In the camps, daily rations of 150-200 grams of bread ensured staggering death rates of up to 2 per cent a day, with hundreds of corpses dumped into hastily excavated mass graves each morning. Even the permanent camps in Austria or the General Government merely consisted of fenced-off areas situated on former military training grounds. The POWs were expected to build their own huts, but in practice they dug holes in the ground, since they were given no building materials.
And finally, here is a bit where he discusses the moral ambiguity of the "war crimes" trials:
A War Crimes Group accompanied the US army into German, which by March 1947 disposed of a staff of 1,165 investigators.
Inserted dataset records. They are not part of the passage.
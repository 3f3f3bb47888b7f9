use thiserror::Error;

/// Error type that captures storage and snapshot failures.
#[derive(Debug, Error)]
pub enum LedgerError {
    #[error("IO error: {0}")]
    Io(#[from] std::io::Error),
    #[error("Serialization error: {0}")]
    Serde(#[from] serde_json::Error),
    #[error("Import rejected: {0}")]
    Import(String),
}

/// Rejection reasons produced by the transaction editor.
#[derive(Debug, Error, Clone, Copy, PartialEq, Eq)]
pub enum ValidationError {
    #[error("invalid amount")]
    InvalidAmount,
    #[error("category required")]
    CategoryRequired,
    #[error("tag required")]
    TagRequired,
    #[error("invalid date")]
    InvalidDate,
    #[error("category kind does not match transaction kind")]
    CategoryKindMismatch,
}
If their initial remit concerned the lynching or shooting of downed Allied airmen, it quickly expanded to the surviving personnel of Dachau (the Americans had shot some of them already) and other major concentration camps such as Buchenwald, Dora-Mittelbau, Flossenburg and Mauthausen. Availing themselves of twelve and a half tons of evidence, an America military court tried 1,672 people at hearings held with Dachau, transformed in the interim into a giant internment camp for former Nazis. Of these accused, some 1,416 were found guilty and 426 sentenced to death, although only 268 of these sentences were eventually carried out within the main prison for war criminals at Landsberg. Those convicted included those who had murdered Allied airmen as well as seventy-three SS men accused of the Malmedy massacres in the Ardennes offensive. A striking forty-three death sentences were passed in the Malmedy trial, a figure reduced to twelve after the court seemed to accept that some of these defendants had been beaten into confessing. In the event, none of the Malmedy murderers was excuted, after the intercession from afar of Wisconsin Senator Joseph McCarthy, who had many German constituents.
The UK's The Telegraph has a review of the book:
Burleigh takes strong stances on almost every controversy of the war, writing of 'the central role of Emperor Hirohito’ and 'the false SS-Army dichotomy’. One sub-chapter about the United States Army Air Force’s bombing of Japan is entitled 'Had to be Done’. Only once does he write 'The author neither approves or disapproves of this development’, and that is apropos the way that in postwar conflicts, human rights lawyers and the media have effectively become an independent non-combatant arm. Yet even there it isn’t hard to discern actual disapproval.
It is a thoughtful book well worth the read.